— HOW TO COMPLETE THIS TASK —
In the records that follow, show each line where the word "qiniu" is present.
━━━━━━
//! 图床多配置迁移
//!
//! 批量将 `picBed.list` 中所有带旧版配置的图床升级到 `uploader.<type>`。
//! 没有旧版配置的图床留给读取时按需升级。

use crate::data::ConfigStore;
use crate::services::meta::{Clock, IdGenerator};
use crate::services::migration_manager::migration_trait::{Migration, MigrationResult};
use crate::services::picbed::{self, legacy_key, needs_upgrade};
use anyhow::Result;
use serde_json::Value;
use std::collections::HashSet;
use std::sync::Arc;

pub struct UploaderProfileMigration {
    ids: Arc<dyn IdGenerator>,
    clock: Arc<dyn Clock>,
}

impl UploaderProfileMigration {
    pub fn new(ids: Arc<dyn IdGenerator>, clock: Arc<dyn Clock>) -> Self {
        Self { ids, clock }
    }
}

impl Migration for UploaderProfileMigration {
    fn id(&self) -> &str {
        "uploader_profiles"
    }

    fn name(&self) -> &str {
        "图床多配置迁移"
    }

    fn target_version(&self) -> &str {
        "0.7.0"
    }

    fn execute(&self, store: &mut dyn ConfigStore) -> Result<MigrationResult> {
        let listing = picbed::list_providers(&*store);
        let mut seen = HashSet::new();
        let mut migrated = Vec::new();

        for bed in &listing.all {
            if !seen.insert(bed.type_.as_str()) {
                continue;
            }
            let has_legacy = !matches!(store.get(&legacy_key(&bed.type_)), None | Some(Value::Null));
            if !has_legacy || !needs_upgrade(&*store, &bed.type_) {
                continue;
            }

            picbed::upgrade(store, &bed.type_, self.ids.as_ref(), self.clock.as_ref());
            migrated.push(bed.type_.clone());
        }

        tracing::info!(providers = ?migrated, "图床多配置迁移完成");

        Ok(MigrationResult {
            migration_id: self.id().to_string(),
            success: true,
            message: format!("已升级 {} 个图床配置", migrated.len()),
            records_migrated: migrated.len(),
            duration_secs: 0.0,
        })
    }
}

#[cfg(test)]
mod tests {
    use super::*;
    use crate::data::MemoryStore;
    use crate::services::meta::{FixedClock, SequenceIdGenerator};
    use serde_json::json;

    fn migration() -> (UploaderProfileMigration, Arc<SequenceIdGenerator>) {
        let ids = Arc::new(SequenceIdGenerator::new("id"));
        let migration = UploaderProfileMigration::new(ids.clone(), Arc::new(FixedClock::new(7)));
        (migration, ids)
    }

    #[test]
    fn test_upgrades_listed_legacy_configs() {
        let existing = json!({"configList": [{"_id": "keep"}], "defaultId": "keep"});
        let mut store = MemoryStore::new(json!({
            "picBed": {
                "list": [
                    {"type": "smms", "visible": true},
                    {"type": "github", "visible": false},
                    {"type": "qiniu", "visible": true},
                    {"type": "tcyun", "visible": true},
                    {"type": "smms", "visible": true},
                ],
                "smms": {"token": "abc"},
                "github": {"repo": "a/b"},
                "tcyun": {"secretId": "x"},
            },
            "uploader": {"tcyun": existing.clone()},
        }));
        let (migration, ids) = migration();

        let result = migration.execute(&mut store).unwrap();

        assert_eq!(result.records_migrated, 2);
        assert_eq!(ids.issued(), 2);
        assert!(store.get("uploader.smms.configList").is_some());
        assert!(store.get("uploader.github.configList").is_some());
        // 没有旧版配置的图床不处理
        assert!(store.get("uploader.qiniu").is_none());
        // 已是新格式的不覆盖
        assert_eq!(store.get("uploader.tcyun"), Some(&existing));
    }

    #[test]
    fn test_empty_store() {
        let mut store = MemoryStore::default();
        let (migration, _ids) = migration();

        let result = migration.execute(&mut store).unwrap();

        assert!(result.success);
        assert_eq!(result.records_migrated, 0);
    }
}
━━━━━━
— RESPONSE BELOW —
                    {"type": "qiniu", "visible": true},
        assert!(store.get("uploader.qiniu").is_none());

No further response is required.